Every nine seconds, a student in America becomes a dropout. For Pittsburgh high school students the dropout rate averages at approximately 35 percent, reaching as high as 50 percent for African-American males.
In the opening minutes of the 2010 Graduate Pittsburgh Summit on Nov. 4, the audience of educators, youth advocates, students, parents, and leaders in government, business, and the community heard the stories of four local dropouts who are now on the path to graduating.
“As I got older, middle school high school, I jumped off the porch at a young age started in the streets selling, using guns, all of that,” said Drake Cheadle, 17. “But then I just decided to go back to school because there wasn’t really no point in dropping out. I’ve been in school all these years. Why am I going to drop out now? My grades is coming up and they’re not going to fall back down. I’m gonna keep them up and get up out of here and do something good.”
Along with three other former dropouts, Cheadle was featured in “Youth Voices,” a video produced by Ya Momz House, illustrating the plight of inner-city students, the factors that cause them to dropout, and what is being done to help them succeed.
|NICOLE MOLINARO (Photo by Rossano P. Stewart)|
The video was only one component of the day-long summit held at the August Wilson Center for African American Culture and hosted by Communities in Schools. This was the third year of the summit, originally hosted by CIS, a non-profit dropout prevention organization that works in public schools, facilitates after-school programs, and operates alternative educational academies.
In partnership with the mayor’s office, this year’s summit focused on implementing research done through the Multiple Education Pathways Blueprint Grant. The project identified options beyond traditional education pathways, education support programs, policy and procedure reforms within the Pittsburgh Public School District and stakeholders that are needed to take action.
“The folks who are here, we’re going to rely on everyone to follow the community action steps,” said Nicole Molinaro, executive director, CIS. “What we really realized is we needed an action.”

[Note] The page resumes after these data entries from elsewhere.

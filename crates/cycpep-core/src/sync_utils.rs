use std::sync::{Mutex, MutexGuard};

/// Locks `mutex`, recovering the guard if a previous holder panicked.
pub fn lock_unpoisoned<T>(mutex: &Mutex<T>) -> MutexGuard<'_, T> {
    match mutex.lock() {
        Ok(guard) => guard,
        Err(poisoned) => poisoned.into_inner(),
    }
}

“The most important action item from the summit was having the participants agree to meet outside of the summit and continue the momentum. The summit was more than an opportunity for participants to gain valuable information, they are now accountable to seeing the work and ideas that were generated come to life,” said Sabrina Saunders, youth policy manager of the City of Pittsburgh. “The city’s future is directly connected to the success of our students. We are committed to being actively involved in seeing the opportunities presented during the summit through.”
Serving as the summit’s keynote speaker was Horacio Sanchez, president of Resiliency Inc., a company that trains individuals on how to successfully educate and treat the most difficult to serve children and their families. His presentation, “The Science Behind Working with Vulnerable Youth,” gave the audience a look at how to combat the internal forces keeping a student from scholastic achievement.
“Many of the kids suffer from hostile attribution bias, the overreaction to benign things,” Sanchez said. “We’ve seen kids react like this and the person who extends a hand gets bitten.”
In order to combat this kind of student behavior and help students stay motivated in their education, Sanchez said it is important to be consistent with systems of praise and rewards.
“There are people who say, I didn’t get rewards for doing what was right so I shouldn’t have to. Philosophically you may not like it, but if the person needs it, why would you bother not doing it,” Sanchez said. “Unless we change adult behavior, we’re screwed. After all this science, here’s what it comes down to, you.”
The Summit will reconvene in February with further action steps created through public comment at the summit.